## Exercise goal
Please return every line below that contains the string "separated".

## Data supplied
◇ ◇ ◇ ◇ ◇ ◇ ◇

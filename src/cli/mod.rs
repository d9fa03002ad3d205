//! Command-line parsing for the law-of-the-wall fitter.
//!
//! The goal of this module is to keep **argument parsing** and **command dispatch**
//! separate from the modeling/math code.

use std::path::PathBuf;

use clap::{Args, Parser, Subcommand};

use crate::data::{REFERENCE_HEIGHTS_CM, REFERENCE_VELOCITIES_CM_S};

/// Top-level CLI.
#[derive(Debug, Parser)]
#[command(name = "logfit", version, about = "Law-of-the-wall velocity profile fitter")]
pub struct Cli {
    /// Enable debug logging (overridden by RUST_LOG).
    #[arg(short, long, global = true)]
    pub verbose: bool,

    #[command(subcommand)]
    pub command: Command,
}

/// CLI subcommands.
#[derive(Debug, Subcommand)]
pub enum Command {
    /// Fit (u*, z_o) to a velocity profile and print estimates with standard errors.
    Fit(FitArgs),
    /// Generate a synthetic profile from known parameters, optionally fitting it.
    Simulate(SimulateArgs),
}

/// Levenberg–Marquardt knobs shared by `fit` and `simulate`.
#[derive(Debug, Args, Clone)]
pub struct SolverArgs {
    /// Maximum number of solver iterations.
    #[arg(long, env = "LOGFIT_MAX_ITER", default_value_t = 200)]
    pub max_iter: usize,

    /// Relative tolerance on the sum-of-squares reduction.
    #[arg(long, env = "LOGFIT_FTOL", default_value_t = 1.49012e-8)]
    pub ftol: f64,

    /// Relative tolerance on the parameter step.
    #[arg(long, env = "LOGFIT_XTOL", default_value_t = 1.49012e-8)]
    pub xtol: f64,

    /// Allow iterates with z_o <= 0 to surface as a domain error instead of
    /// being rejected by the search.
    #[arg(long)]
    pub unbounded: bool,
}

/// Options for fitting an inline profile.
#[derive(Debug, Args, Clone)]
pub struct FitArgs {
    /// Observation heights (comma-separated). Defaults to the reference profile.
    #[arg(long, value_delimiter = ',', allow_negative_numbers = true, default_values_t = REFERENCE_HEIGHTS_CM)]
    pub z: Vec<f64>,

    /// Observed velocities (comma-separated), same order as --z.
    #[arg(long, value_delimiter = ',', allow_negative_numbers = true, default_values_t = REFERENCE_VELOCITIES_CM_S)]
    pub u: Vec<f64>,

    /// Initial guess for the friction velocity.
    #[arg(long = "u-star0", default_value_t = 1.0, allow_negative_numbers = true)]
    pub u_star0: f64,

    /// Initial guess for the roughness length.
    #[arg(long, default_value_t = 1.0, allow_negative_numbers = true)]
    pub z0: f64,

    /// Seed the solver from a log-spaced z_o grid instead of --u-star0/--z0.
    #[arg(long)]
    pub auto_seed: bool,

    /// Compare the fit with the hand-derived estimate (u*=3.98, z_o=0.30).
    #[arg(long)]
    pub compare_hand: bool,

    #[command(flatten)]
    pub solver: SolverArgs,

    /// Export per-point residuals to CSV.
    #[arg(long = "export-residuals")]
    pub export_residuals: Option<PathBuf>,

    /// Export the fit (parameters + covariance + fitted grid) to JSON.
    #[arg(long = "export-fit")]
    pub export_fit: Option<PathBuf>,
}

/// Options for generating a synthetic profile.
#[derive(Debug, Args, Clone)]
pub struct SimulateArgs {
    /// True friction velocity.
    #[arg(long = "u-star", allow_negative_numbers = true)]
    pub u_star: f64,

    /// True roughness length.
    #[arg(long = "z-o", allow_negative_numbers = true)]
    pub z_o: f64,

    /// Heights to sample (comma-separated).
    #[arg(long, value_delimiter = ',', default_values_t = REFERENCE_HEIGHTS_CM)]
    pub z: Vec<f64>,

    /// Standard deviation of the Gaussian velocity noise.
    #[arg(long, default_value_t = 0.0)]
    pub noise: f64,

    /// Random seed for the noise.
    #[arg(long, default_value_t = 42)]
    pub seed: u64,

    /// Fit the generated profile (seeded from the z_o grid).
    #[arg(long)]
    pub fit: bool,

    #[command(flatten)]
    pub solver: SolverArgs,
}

◇ ◇ ◇ ◇ ◇ ◇ ◇

## Answer to this exercise
    /// Observation heights (comma-separated). Defaults to the reference profile.
    /// Observed velocities (comma-separated), same order as --z.
    /// Heights to sample (comma-separated).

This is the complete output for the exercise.